ASSIGNMENT: Every entry, from the first line to the last, should be output exactly.

RAW DATA:

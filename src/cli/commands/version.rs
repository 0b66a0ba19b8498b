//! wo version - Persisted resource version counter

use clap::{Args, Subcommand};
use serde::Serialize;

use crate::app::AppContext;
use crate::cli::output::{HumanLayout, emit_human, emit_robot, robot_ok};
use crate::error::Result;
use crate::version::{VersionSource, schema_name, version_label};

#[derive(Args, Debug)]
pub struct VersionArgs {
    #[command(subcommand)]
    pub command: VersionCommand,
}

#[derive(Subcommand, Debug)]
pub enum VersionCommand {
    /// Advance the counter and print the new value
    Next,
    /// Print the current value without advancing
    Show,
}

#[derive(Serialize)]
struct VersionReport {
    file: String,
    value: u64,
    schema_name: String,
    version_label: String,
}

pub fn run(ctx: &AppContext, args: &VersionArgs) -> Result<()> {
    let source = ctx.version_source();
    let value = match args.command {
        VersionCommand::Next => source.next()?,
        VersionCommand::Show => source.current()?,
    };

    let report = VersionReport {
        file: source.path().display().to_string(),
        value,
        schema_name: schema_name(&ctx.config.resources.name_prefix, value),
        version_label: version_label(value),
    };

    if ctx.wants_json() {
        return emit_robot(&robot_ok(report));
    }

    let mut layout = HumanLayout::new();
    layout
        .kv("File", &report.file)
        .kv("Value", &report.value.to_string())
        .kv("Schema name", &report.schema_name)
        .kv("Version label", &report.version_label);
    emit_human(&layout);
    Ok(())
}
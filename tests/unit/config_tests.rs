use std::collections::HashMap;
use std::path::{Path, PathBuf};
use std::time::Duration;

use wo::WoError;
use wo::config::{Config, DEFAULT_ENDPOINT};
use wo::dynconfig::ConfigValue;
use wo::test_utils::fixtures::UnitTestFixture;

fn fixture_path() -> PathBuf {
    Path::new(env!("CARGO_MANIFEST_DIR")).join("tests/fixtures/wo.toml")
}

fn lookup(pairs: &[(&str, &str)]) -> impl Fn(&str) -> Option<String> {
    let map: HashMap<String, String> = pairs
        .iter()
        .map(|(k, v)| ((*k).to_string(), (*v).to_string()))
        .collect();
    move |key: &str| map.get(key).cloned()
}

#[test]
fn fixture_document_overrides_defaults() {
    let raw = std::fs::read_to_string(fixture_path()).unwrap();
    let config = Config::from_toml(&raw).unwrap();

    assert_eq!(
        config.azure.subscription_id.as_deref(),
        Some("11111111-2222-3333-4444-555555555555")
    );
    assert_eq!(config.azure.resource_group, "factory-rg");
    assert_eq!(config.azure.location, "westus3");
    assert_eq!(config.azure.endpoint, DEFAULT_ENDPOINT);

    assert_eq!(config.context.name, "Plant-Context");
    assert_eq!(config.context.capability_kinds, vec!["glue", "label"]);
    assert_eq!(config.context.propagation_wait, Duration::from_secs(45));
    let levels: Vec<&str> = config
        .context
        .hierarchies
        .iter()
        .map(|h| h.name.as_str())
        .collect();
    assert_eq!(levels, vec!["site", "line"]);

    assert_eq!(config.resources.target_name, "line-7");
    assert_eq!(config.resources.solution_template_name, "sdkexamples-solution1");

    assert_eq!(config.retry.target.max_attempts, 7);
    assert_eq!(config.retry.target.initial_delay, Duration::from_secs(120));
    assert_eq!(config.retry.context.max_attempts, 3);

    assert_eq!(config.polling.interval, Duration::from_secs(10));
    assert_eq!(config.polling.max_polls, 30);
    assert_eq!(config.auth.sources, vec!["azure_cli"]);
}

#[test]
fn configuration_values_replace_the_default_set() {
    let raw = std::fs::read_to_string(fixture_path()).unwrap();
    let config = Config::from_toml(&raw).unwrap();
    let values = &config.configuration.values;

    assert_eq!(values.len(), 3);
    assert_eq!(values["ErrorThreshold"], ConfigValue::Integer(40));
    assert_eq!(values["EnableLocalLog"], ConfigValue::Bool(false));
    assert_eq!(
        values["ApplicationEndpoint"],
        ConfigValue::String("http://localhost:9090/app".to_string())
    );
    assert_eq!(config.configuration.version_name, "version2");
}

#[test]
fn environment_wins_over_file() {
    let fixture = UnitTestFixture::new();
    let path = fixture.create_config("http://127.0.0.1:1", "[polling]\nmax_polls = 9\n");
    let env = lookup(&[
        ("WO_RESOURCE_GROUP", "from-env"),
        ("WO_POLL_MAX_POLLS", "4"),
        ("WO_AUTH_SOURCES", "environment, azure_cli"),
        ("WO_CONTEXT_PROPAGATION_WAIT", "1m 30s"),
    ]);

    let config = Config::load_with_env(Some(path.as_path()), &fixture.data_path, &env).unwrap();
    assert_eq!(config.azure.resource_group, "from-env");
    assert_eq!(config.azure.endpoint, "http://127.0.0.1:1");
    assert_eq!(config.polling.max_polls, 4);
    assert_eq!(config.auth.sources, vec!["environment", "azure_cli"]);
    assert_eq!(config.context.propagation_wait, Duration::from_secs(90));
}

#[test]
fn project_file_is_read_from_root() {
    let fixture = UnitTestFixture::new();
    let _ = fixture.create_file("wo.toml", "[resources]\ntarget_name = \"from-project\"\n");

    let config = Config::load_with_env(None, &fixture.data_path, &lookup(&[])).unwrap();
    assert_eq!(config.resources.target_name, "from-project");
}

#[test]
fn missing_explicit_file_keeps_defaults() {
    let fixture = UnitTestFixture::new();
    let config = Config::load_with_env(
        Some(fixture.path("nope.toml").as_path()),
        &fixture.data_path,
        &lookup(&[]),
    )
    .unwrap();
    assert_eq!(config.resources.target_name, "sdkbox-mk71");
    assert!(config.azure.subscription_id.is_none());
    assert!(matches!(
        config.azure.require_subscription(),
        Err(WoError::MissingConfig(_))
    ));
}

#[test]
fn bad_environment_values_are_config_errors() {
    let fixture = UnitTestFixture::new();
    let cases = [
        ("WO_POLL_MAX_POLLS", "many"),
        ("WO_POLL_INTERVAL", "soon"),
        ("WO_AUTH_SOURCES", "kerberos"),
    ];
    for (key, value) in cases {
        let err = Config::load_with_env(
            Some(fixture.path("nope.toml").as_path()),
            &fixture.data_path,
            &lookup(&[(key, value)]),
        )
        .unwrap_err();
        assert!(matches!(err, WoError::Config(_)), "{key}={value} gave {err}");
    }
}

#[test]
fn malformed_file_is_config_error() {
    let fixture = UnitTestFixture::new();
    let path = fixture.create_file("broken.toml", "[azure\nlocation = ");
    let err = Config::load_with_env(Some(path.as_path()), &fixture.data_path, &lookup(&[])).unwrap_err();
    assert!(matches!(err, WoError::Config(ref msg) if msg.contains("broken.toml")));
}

YOUR SOLUTION:
filename src/cli/commands/version.rs
repository 0b66a0ba19b8498b
//! wo version - Persisted resource version counter

use clap::{Args, Subcommand};
use serde::Serialize;

use crate::app::AppContext;
use crate::cli::output::{HumanLayout, emit_human, emit_robot, robot_ok};
use crate::error::Result;
use crate::version::{VersionSource, schema_name, version_label};

#[derive(Args, Debug)]
pub struct VersionArgs {
    #[command(subcommand)]
    pub command: VersionCommand,
}

#[derive(Subcommand, Debug)]
pub enum VersionCommand {
    /// Advance the counter and print the new value
    Next,
    /// Print the current value without advancing
    Show,
}

#[derive(Serialize)]
struct VersionReport {
    file: String,
    value: u64,
    schema_name: String,
    version_label: String,
}

pub fn run(ctx: &AppContext, args: &VersionArgs) -> Result<()> {
    let source = ctx.version_source();
    let value = match args.command {
        VersionCommand::Next => source.next()?,
        VersionCommand::Show => source.current()?,
    };

    let report = VersionReport {
        file: source.path().display().to_string(),
        value,
        schema_name: schema_name(&ctx.config.resources.name_prefix, value),
        version_label: version_label(value),
    };

    if ctx.wants_json() {
        return emit_robot(&robot_ok(report));
    }

    let mut layout = HumanLayout::new();
    layout
        .kv("File", &report.file)
        .kv("Value", &report.value.to_string())
        .kv("Schema name", &report.schema_name)
        .kv("Version label", &report.version_label);
    emit_human(&layout);
    Ok(())
}
filename tests/unit/config_tests.rs
use std::collections::HashMap;
use std::path::{Path, PathBuf};
use std::time::Duration;

use wo::WoError;
use wo::config::{Config, DEFAULT_ENDPOINT};
use wo::dynconfig::ConfigValue;
use wo::test_utils::fixtures::UnitTestFixture;

fn fixture_path() -> PathBuf {
    Path::new(env!("CARGO_MANIFEST_DIR")).join("tests/fixtures/wo.toml")
}

fn lookup(pairs: &[(&str, &str)]) -> impl Fn(&str) -> Option<String> {
    let map: HashMap<String, String> = pairs
        .iter()
        .map(|(k, v)| ((*k).to_string(), (*v).to_string()))
        .collect();
    move |key: &str| map.get(key).cloned()
}

#[test]
fn fixture_document_overrides_defaults() {
    let raw = std::fs::read_to_string(fixture_path()).unwrap();
    let config = Config::from_toml(&raw).unwrap();

    assert_eq!(
        config.azure.subscription_id.as_deref(),
        Some("11111111-2222-3333-4444-555555555555")
    );
    assert_eq!(config.azure.resource_group, "factory-rg");
    assert_eq!(config.azure.location, "westus3");
    assert_eq!(config.azure.endpoint, DEFAULT_ENDPOINT);

    assert_eq!(config.context.name, "Plant-Context");
    assert_eq!(config.context.capability_kinds, vec!["glue", "label"]);
    assert_eq!(config.context.propagation_wait, Duration::from_secs(45));
    let levels: Vec<&str> = config
        .context
        .hierarchies
        .iter()
        .map(|h| h.name.as_str())
        .collect();
    assert_eq!(levels, vec!["site", "line"]);

    assert_eq!(config.resources.target_name, "line-7");
    assert_eq!(config.resources.solution_template_name, "sdkexamples-solution1");

    assert_eq!(config.retry.target.max_attempts, 7);
    assert_eq!(config.retry.target.initial_delay, Duration::from_secs(120));
    assert_eq!(config.retry.context.max_attempts, 3);

    assert_eq!(config.polling.interval, Duration::from_secs(10));
    assert_eq!(config.polling.max_polls, 30);
    assert_eq!(config.auth.sources, vec!["azure_cli"]);
}

#[test]
fn configuration_values_replace_the_default_set() {
    let raw = std::fs::read_to_string(fixture_path()).unwrap();
    let config = Config::from_toml(&raw).unwrap();
    let values = &config.configuration.values;

    assert_eq!(values.len(), 3);
    assert_eq!(values["ErrorThreshold"], ConfigValue::Integer(40));
    assert_eq!(values["EnableLocalLog"], ConfigValue::Bool(false));
    assert_eq!(
        values["ApplicationEndpoint"],
        ConfigValue::String("http://localhost:9090/app".to_string())
    );
    assert_eq!(config.configuration.version_name, "version2");
}

#[test]
fn environment_wins_over_file() {
    let fixture = UnitTestFixture::new();
    let path = fixture.create_config("http://127.0.0.1:1", "[polling]\nmax_polls = 9\n");
    let env = lookup(&[
        ("WO_RESOURCE_GROUP", "from-env"),
        ("WO_POLL_MAX_POLLS", "4"),
        ("WO_AUTH_SOURCES", "environment, azure_cli"),
        ("WO_CONTEXT_PROPAGATION_WAIT", "1m 30s"),
    ]);

    let config = Config::load_with_env(Some(path.as_path()), &fixture.data_path, &env).unwrap();
    assert_eq!(config.azure.resource_group, "from-env");
    assert_eq!(config.azure.endpoint, "http://127.0.0.1:1");
    assert_eq!(config.polling.max_polls, 4);
    assert_eq!(config.auth.sources, vec!["environment", "azure_cli"]);
    assert_eq!(config.context.propagation_wait, Duration::from_secs(90));
}

#[test]
fn project_file_is_read_from_root() {
    let fixture = UnitTestFixture::new();
    let _ = fixture.create_file("wo.toml", "[resources]\ntarget_name = \"from-project\"\n");

    let config = Config::load_with_env(None, &fixture.data_path, &lookup(&[])).unwrap();
    assert_eq!(config.resources.target_name, "from-project");
}

#[test]
fn missing_explicit_file_keeps_defaults() {
    let fixture = UnitTestFixture::new();
    let config = Config::load_with_env(
        Some(fixture.path("nope.toml").as_path()),
        &fixture.data_path,
        &lookup(&[]),
    )
    .unwrap();
    assert_eq!(config.resources.target_name, "sdkbox-mk71");
    assert!(config.azure.subscription_id.is_none());
    assert!(matches!(
        config.azure.require_subscription(),
        Err(WoError::MissingConfig(_))
    ));
}

#[test]
fn bad_environment_values_are_config_errors() {
    let fixture = UnitTestFixture::new();
    let cases = [
        ("WO_POLL_MAX_POLLS", "many"),
        ("WO_POLL_INTERVAL", "soon"),
        ("WO_AUTH_SOURCES", "kerberos"),
    ];
    for (key, value) in cases {
        let err = Config::load_with_env(
            Some(fixture.path("nope.toml").as_path()),
            &fixture.data_path,
            &lookup(&[(key, value)]),
        )
        .unwrap_err();
        assert!(matches!(err, WoError::Config(_)), "{key}={value} gave {err}");
    }
}

#[test]
fn malformed_file_is_config_error() {
    let fixture = UnitTestFixture::new();
    let path = fixture.create_file("broken.toml", "[azure\nlocation = ");
    let err = Config::load_with_env(Some(path.as_path()), &fixture.data_path, &lookup(&[])).unwrap_err();
    assert!(matches!(err, WoError::Config(ref msg) if msg.contains("broken.toml")));
}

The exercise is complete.